Par Raouf KHALSI
Avant le 25 juillet, Kais Saied était un dialecticien, comme aimait à le dépeindre son compagnon de route Ridha Chiheb El Mekki. Répondant aux suppliques de Mohamed Abbou (ex-ami, devenu ennemi) il osait actionner le fameux article 80. Péril imminent et, donc, le feu à la maison.
Dans l’ivresse d’un pouvoir qui n’était que mirage avant ce « coup », Saied libérait le pays du fait accompli islamiste. Délivrance. L’aube d’une ère nouvelle. Chemin faisant, les Tunisiens se retrouvaient engoncés dans des magmas existentiels : récession, inflation, courbettes devant cet FMI se dressant tel un épouvantail que le peuple n’arrive toujours pas à déchiffrer. « Le peuple veut » ne s’y reconnait plus. Et, du coup, voilà que surgissent dans l’imaginaire collectif tous les avatars d’un système de sinistre mémoire : unificateur en la forme ; fortement sélectif sur le fond et dans les mécanismes. Le Khéops ne s’imaginait pas que sa pyramide allait être inversée et marcher sur la tête.
Nous ne sommes pas dans Le fait du Prince. La philosophie de Saied est-elle néanmoins porteuses d’anathèmes contre tous ceux qui pensent autrement ? En fait, dire « oui » ne vaut rien si on n’a pas le droit de dire « non ». C’est ce que Louis Dalmas (Trotskiste et ami de Jean Paul Sartre) explique dans son ouvrage « Le crépuscule des élites ». Ici, c’est la classe dirigeante qui est ironiquement baptisée du nom d’ « élites ». Le dialecticien Saied passe le témoin à Saied l’unilatéraliste.
Si l’on devait tout faire au nom de l’ascèse, l’idéologie resterait orpheline de sa fonction première : accoucheuse d’Histoire. Pas dans le sens sartrien du terme, dans le sens où Sartre parle de guerres et de violences, les seules qui soient à ses yeux accoucheuses d’Histoire.
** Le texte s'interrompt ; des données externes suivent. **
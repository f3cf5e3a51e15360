//! Tests exercising the optional extension points the way an embedding
//! bootstrap wires them.

use std::sync::Arc;

use discovery_bootstrap::{
    DiscoveryEvent, EventBus, EventListener, InstanceStatus, OptionalArgs,
    PreRegistrationHandler,
};
use parking_lot::Mutex;

#[derive(Default)]
struct Journal(Mutex<Vec<String>>);

impl Journal {
    fn entries(&self) -> Vec<String> {
        self.0.lock().clone()
    }
}

struct Named {
    name: &'static str,
    journal: Arc<Journal>,
}

impl EventListener for Named {
    fn on_event(&self, event: &DiscoveryEvent) {
        self.journal.0.lock().push(format!("{}:{event:?}", self.name));
    }
}

impl EventBus for Named {
    fn publish(&self, event: &DiscoveryEvent) {
        self.journal.0.lock().push(format!("bus-{}:{event:?}", self.name));
    }
}

impl PreRegistrationHandler for Named {
    fn before_registration(&self) {
        self.journal.0.lock().push(format!("{}:before-registration", self.name));
    }
}

fn named(name: &'static str, journal: &Arc<Journal>) -> Arc<Named> {
    Arc::new(Named {
        name,
        journal: Arc::clone(journal),
    })
}

#[test]
fn listeners_union_across_calls_and_bus_adds_one() {
    let journal = Arc::new(Journal::default());
    let mut args = OptionalArgs::new();
    args.add_event_listeners([
        named("a", &journal) as Arc<dyn EventListener>,
        named("b", &journal),
    ]);
    args.add_event_listeners([named("c", &journal) as Arc<dyn EventListener>]);
    assert_eq!(args.event_listeners().len(), 3);

    args.set_event_bus(named("legacy", &journal));
    assert_eq!(args.event_listeners().len(), 4);

    args.event_listeners().notify(&DiscoveryEvent::StatusChanged {
        previous: InstanceStatus::Starting,
        current: InstanceStatus::Up,
    });
    let entries = journal.entries();
    assert_eq!(entries.len(), 4);
    assert!(entries.first().is_some_and(|e| e.starts_with("a:")));
    assert!(entries.last().is_some_and(|e| e.starts_with("bus-legacy:")));
}

#[test]
fn pre_registration_hook_is_handed_back_unchanged() {
    let journal = Arc::new(Journal::default());
    let hook = named("hook", &journal);
    let mut args = OptionalArgs::new();
    assert!(args.pre_registration_handler().is_none());
    args.set_pre_registration_handler(hook);
    if let Some(handler) = args.pre_registration_handler() {
        handler.before_registration();
    }
    assert_eq!(journal.entries(), vec!["hook:before-registration".to_owned()]);
}

#[test]
fn clones_share_configured_values() {
    let journal = Arc::new(Journal::default());
    let mut args = OptionalArgs::new();
    args.add_event_listeners([named("a", &journal) as Arc<dyn EventListener>]);
    let shared = Arc::new(args.clone());
    let reader = std::thread::spawn({
        let shared = Arc::clone(&shared);
        move || shared.event_listeners().len()
    });
    assert_eq!(reader.join().ok(), Some(1));
    assert_eq!(args.event_listeners().len(), 1);
}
Pourrions-nous, néanmoins, reprocher à l’homme du 25 Juillet d’avoir mis fin à une espèce d’hérésie, de parodie de la démocratie ? Pourrions-nous, en revanche, nous accommoder d’une addiction au JORT, alors que « Le peuple veut », c’est aussi comprendre, savoir où il va, s’assurer que l’Etat profond a été démantelé. Plus besoin de chercher du côté des élites qui l’ont trahi. Plus besoin de s’attarder sur les tribulations de ces partis toujours aussi habiles à se complaire dans les extrêmes, à parler « démocratie » qu’ils ont hypothéquée durant toute une décennie. Et, voilà leur contre-manœuvre : boycotter les Législatives ! Boulevard ouvert, donc, à tous ceux qui s’arriment à l’orthodoxie saiedienne, à ce scrutin inédit où les partis devront, d’abord, s’abreuver de la dialectique des pyramides et, aussi, de leur propre faillite.
Leur ennemi, ce n’est pas Saied. Leur ennemi est en eux.
Finalement, Saied n’a pas forcé les choses. Il aura juste pris ce que la constitution de 2014 l’autorisait de prendre.
Le résultat après le 17 décembre ? C’est ce jour-là qu’on sera fixé sur les fondements de ce slogan surgi comme une tornade : « Le peuple veut ».
Les élites classiques l’auront voulu.